The forest reserve was set aside as a national park in 1929, officially declared Riding Mountain National Park on May 30, 1933. The park opened to visitors on July 26 of that year, with Manitoba Lieutenant-Governor James D. McGregor unveiling a cairn and giving a speech at a dedication ceremony. In attendance were Manitoba Premier John Bracken, Minister of Natural Resources J. S. McDiarmid, and Thomas G. Murphy, Minister of the Interior. The Clear Lake site was designated Wasagaming.
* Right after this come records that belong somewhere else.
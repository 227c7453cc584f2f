//! Headless view models
//!
//! Each view owns its data and exposes it as a [`ViewState`]; the renderer
//! only reads state, it never calls the backend itself.

pub mod auth;
pub mod chart;
pub mod notification;
pub mod service_form;
pub mod service_list;
pub mod stats_cards;

pub use auth::{LoginView, SignUpView};
pub use chart::{ChartPoint, ChartSnapshot, ChartView};
pub use notification::NotificationView;
pub use service_form::AddServiceView;
pub use service_list::ServiceListView;
pub use stats_cards::StatsCardsView;

/// What a list or chart view currently has to show
#[derive(Debug, Clone, Default, PartialEq)]
pub enum ViewState<T> {
    #[default]
    Loading,
    Error(String),
    Empty,
    Ready(T),
}

impl<T> ViewState<T> {
    pub fn is_loading(&self) -> bool {
        matches!(self, ViewState::Loading)
    }

    pub fn data(&self) -> Option<&T> {
        match self {
            ViewState::Ready(data) => Some(data),
            _ => None,
        }
    }

    pub fn error(&self) -> Option<&str> {
        match self {
            ViewState::Error(msg) => Some(msg),
            _ => None,
        }
    }
}

/// Where the front end should go after a form submission
#[derive(Debug, Clone, Copy, PartialEq, Eq)]
pub enum Navigation {
    Dashboard,
    Login { registered: bool },
}
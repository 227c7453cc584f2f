//! Session and durable token storage
//!
//! The session is built once at start-up and handed to every collaborator
//! that needs the bearer token. Storage sits behind [`TokenStore`] so the
//! file-backed store can be swapped for [`MemoryTokenStore`] in tests.

use std::path::{Path, PathBuf};
use std::sync::{Arc, Mutex};

use crate::error::DashboardError;
use crate::models::AuthToken;

/// Fixed key the token is stored under
pub const TOKEN_KEY: &str = "auth_token";

/// Durable storage for a single auth token
#[cfg_attr(test, mockall::automock)]
pub trait TokenStore: Send + Sync {
    /// Read the stored token, if any
    fn load(&self) -> crate::Result<Option<AuthToken>>;

    /// Replace the stored token
    fn save(&self, token: &AuthToken) -> crate::Result<()>;

    /// Erase the stored token; erasing an absent token succeeds
    fn clear(&self) -> crate::Result<()>;
}

/// Stores the token as `<dir>/auth_token.json`
#[derive(Debug, Clone)]
pub struct FileTokenStore {
    path: PathBuf,
}

impl FileTokenStore {
    pub fn new(dir: impl AsRef<Path>) -> Self {
        Self {
            path: dir.as_ref().join(format!("{}.json", TOKEN_KEY)),
        }
    }

    pub fn path(&self) -> &Path {
        &self.path
    }
}

impl TokenStore for FileTokenStore {
    fn load(&self) -> crate::Result<Option<AuthToken>> {
        match std::fs::read_to_string(&self.path) {
            Ok(content) => Ok(Some(serde_json::from_str(&content)?)),
            Err(e) if e.kind() == std::io::ErrorKind::NotFound => Ok(None),
            Err(e) => Err(DashboardError::TokenStore(format!(
                "Failed to read {:?}: {}",
                self.path, e
            ))),
        }
    }

    fn save(&self, token: &AuthToken) -> crate::Result<()> {
        if let Some(parent) = self.path.parent() {
            std::fs::create_dir_all(parent)?;
        }
        let payload = serde_json::to_string(token)?;
        std::fs::write(&self.path, payload).map_err(|e| {
            DashboardError::TokenStore(format!("Failed to write {:?}: {}", self.path, e))
        })
    }

    fn clear(&self) -> crate::Result<()> {
        match std::fs::remove_file(&self.path) {
            Ok(()) => Ok(()),
            Err(e) if e.kind() == std::io::ErrorKind::NotFound => Ok(()),
            Err(e) => Err(DashboardError::TokenStore(format!(
                "Failed to remove {:?}: {}",
                self.path, e
            ))),
        }
    }
}

/// In-process token store
#[derive(Debug, Default)]
pub struct MemoryTokenStore {
    token: Mutex<Option<AuthToken>>,
}

impl MemoryTokenStore {
    pub fn new() -> Self {
        Self::default()
    }

    pub fn with_token(token: AuthToken) -> Self {
        Self {
            token: Mutex::new(Some(token)),
        }
    }

    fn lock(&self) -> crate::Result<std::sync::MutexGuard<'_, Option<AuthToken>>> {
        self.token
            .lock()
            .map_err(|_| DashboardError::TokenStore("token lock poisoned".to_string()))
    }
}

impl TokenStore for MemoryTokenStore {
    fn load(&self) -> crate::Result<Option<AuthToken>> {
        Ok(self.lock()?.clone())
    }

    fn save(&self, token: &AuthToken) -> crate::Result<()> {
        *self.lock()? = Some(token.clone());
        Ok(())
    }

    fn clear(&self) -> crate::Result<()> {
        *self.lock()? = None;
        Ok(())
    }
}

/// Handle to the signed-in state, cheap to clone
#[derive(Clone)]
pub struct Session {
    store: Arc<dyn TokenStore>,
}

impl std::fmt::Debug for Session {
    fn fmt(&self, f: &mut std::fmt::Formatter<'_>) -> std::fmt::Result {
        f.debug_struct("Session")
            .field("authenticated", &self.is_authenticated())
            .finish()
    }
}

impl Session {
    pub fn new(store: Arc<dyn TokenStore>) -> Self {
        Self { store }
    }

    /// Session backed by a fresh in-memory store
    pub fn in_memory() -> Self {
        Self::new(Arc::new(MemoryTokenStore::new()))
    }

    /// The stored token; an unreadable store counts as signed out
    pub fn token(&self) -> Option<AuthToken> {
        match self.store.load() {
            Ok(token) => token,
            Err(e) => {
                tracing::warn!("Ignoring unreadable auth token: {}", e);
                None
            }
        }
    }

    pub fn set_token(&self, token: &AuthToken) -> crate::Result<()> {
        self.store.save(token)
    }

    pub fn remove_token(&self) -> crate::Result<()> {
        self.store.clear()
    }

    pub fn is_authenticated(&self) -> bool {
        self.token().is_some()
    }

    /// `"<token_type> <access_token>"`, or `None` when signed out
    pub fn authorization_header(&self) -> Option<String> {
        self.token().map(|t| t.authorization_header())
    }
}
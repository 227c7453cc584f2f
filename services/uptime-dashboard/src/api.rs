//! Authenticated access to services, statistics and notification settings

use std::sync::Arc;

use crate::auth::ErrorDetail;
use crate::error::DashboardError;
use crate::events::{DashboardEvent, EventBus};
use crate::io::{HttpClient, HttpRequest, HttpResponse};
use crate::models::{NewService, NotificationPreference, Service, ServiceStats, UserProfile};
use crate::session::Session;

/// 404 detail meaning the service exists but has no preference yet
const NO_PREFERENCES_DETAIL: &str = "No notification preferences found";

/// Client for the service endpoints; every call carries the session token
pub struct ServiceApiClient {
    base_url: String,
    http: Arc<dyn HttpClient>,
    session: Session,
    events: EventBus,
}

impl std::fmt::Debug for ServiceApiClient {
    fn fmt(&self, f: &mut std::fmt::Formatter<'_>) -> std::fmt::Result {
        f.debug_struct("ServiceApiClient")
            .field("base_url", &self.base_url)
            .finish()
    }
}

impl ServiceApiClient {
    pub fn new(
        base_url: impl Into<String>,
        http: Arc<dyn HttpClient>,
        session: Session,
        events: EventBus,
    ) -> Self {
        let base_url = base_url.into().trim_end_matches('/').to_string();
        tracing::debug!("Created ServiceApiClient for {}", base_url);
        Self {
            base_url,
            http,
            session,
            events,
        }
    }

    pub fn events(&self) -> &EventBus {
        &self.events
    }

    pub fn session(&self) -> &Session {
        &self.session
    }

    fn url(&self, path: &str) -> String {
        format!("{}{}", self.base_url, path)
    }

    /// Send `request` with the Authorization header attached
    ///
    /// A 401 clears the session, publishes [`DashboardEvent::SessionExpired`]
    /// and fails with [`DashboardError::AuthenticationExpired`]. Any other
    /// status is handed back untouched.
    pub async fn fetch_with_auth(&self, request: HttpRequest) -> crate::Result<HttpResponse> {
        let header = self
            .session
            .authorization_header()
            .ok_or(DashboardError::NotAuthenticated)?;

        let response = self
            .http
            .send(request.header("Authorization", header))
            .await?;

        if response.status == 401 {
            tracing::warn!("Session expired, clearing stored token");
            if let Err(e) = self.session.remove_token() {
                tracing::warn!("Failed to clear expired token: {}", e);
            }
            self.events.publish(DashboardEvent::SessionExpired);
            return Err(DashboardError::AuthenticationExpired);
        }

        Ok(response)
    }

    pub async fn list_services(&self) -> crate::Result<Vec<Service>> {
        let response = self
            .fetch_with_auth(HttpRequest::get(self.url("/services/")))
            .await?;
        response.error_for_status()?.json()
    }

    pub async fn create_service(&self, service: &NewService) -> crate::Result<Service> {
        let request = HttpRequest::post(self.url("/services/")).json(service)?;
        let response = self.fetch_with_auth(request).await?;
        let created: Service = response.error_for_status()?.json()?;
        tracing::debug!("Created service '{}' ({})", created.name, created.id);
        Ok(created)
    }

    pub async fn delete_service(&self, id: &str) -> crate::Result<()> {
        let request = HttpRequest::delete(self.url(&format!("/services/{}", id)));
        self.fetch_with_auth(request).await?.error_for_status()?;
        tracing::debug!("Deleted service {}", id);
        Ok(())
    }

    pub async fn service_stats(&self, id: &str) -> crate::Result<ServiceStats> {
        let request = HttpRequest::get(self.url(&format!("/services/{}/stats/aggregated", id)));
        let response = self.fetch_with_auth(request).await?;
        response.error_for_status()?.json()
    }

    /// The service's notification preference; `None` when none is configured
    ///
    /// Any other 404, such as an unknown service, is an error.
    pub async fn notification(&self, id: &str) -> crate::Result<Option<NotificationPreference>> {
        let request = HttpRequest::get(self.notifications_url(id));
        let response = self.fetch_with_auth(request).await?;
        if response.status == 404 {
            let detail = serde_json::from_str::<ErrorDetail>(&response.body)
                .ok()
                .and_then(|e| e.detail);
            if detail.as_deref() == Some(NO_PREFERENCES_DETAIL) {
                return Ok(None);
            }
            tracing::warn!("Notification lookup for {} failed: {:?}", id, detail);
        }
        response.error_for_status()?.json().map(Some)
    }

    pub async fn create_notification(
        &self,
        id: &str,
        preference: &NotificationPreference,
    ) -> crate::Result<NotificationPreference> {
        let request = HttpRequest::post(self.notifications_url(id)).json(&notification_body(
            id, preference,
        ))?;
        let response = self.fetch_with_auth(request).await?;
        response.error_for_status()?.json()
    }

    pub async fn update_notification(
        &self,
        id: &str,
        preference: &NotificationPreference,
    ) -> crate::Result<NotificationPreference> {
        let request = HttpRequest::put(self.notifications_url(id)).json(&notification_body(
            id, preference,
        ))?;
        let response = self.fetch_with_auth(request).await?;
        response.error_for_status()?.json()
    }

    pub async fn delete_notification(&self, id: &str) -> crate::Result<()> {
        let request = HttpRequest::delete(self.notifications_url(id));
        self.fetch_with_auth(request).await?.error_for_status()?;
        Ok(())
    }

    pub async fn current_user(&self) -> crate::Result<UserProfile> {
        let response = self
            .fetch_with_auth(HttpRequest::get(self.url("/auth/me")))
            .await?;
        response.error_for_status()?.json()
    }

    /// Unauthenticated liveness check of the backend
    pub async fn health(&self) -> crate::Result<bool> {
        let response = self.http.send(HttpRequest::get(self.url("/health"))).await?;
        Ok(response.is_success())
    }

    fn notifications_url(&self, id: &str) -> String {
        self.url(&format!("/services/{}/notifications", id))
    }
}

/// The backend expects the service id and delivery method alongside the preference
fn notification_body(id: &str, preference: &NotificationPreference) -> serde_json::Value {
    serde_json::json!({
        "service_id": id,
        "notification_method": "slack",
        "webhook_url": preference.webhook_url,
        "alert_frequency": preference.alert_frequency,
    })
}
Much of the public infrastructure in Riding Mountain National Park was created during the 1930s by labourers participating in Canada's Great Depression relief programs. Ten relief camps were supervised by James Wardle. Funding for these relief programs was provided by the 1930 Unemployment Relief Act and the 1934 Public Works Construction Act. In 1932 most relief workers were British and over half were from Winnipeg. At this time the 1 1/2-storey interpretive centre and several other buildings were built of log, many featuring a rustic architectural style. A lot of this early construction survives.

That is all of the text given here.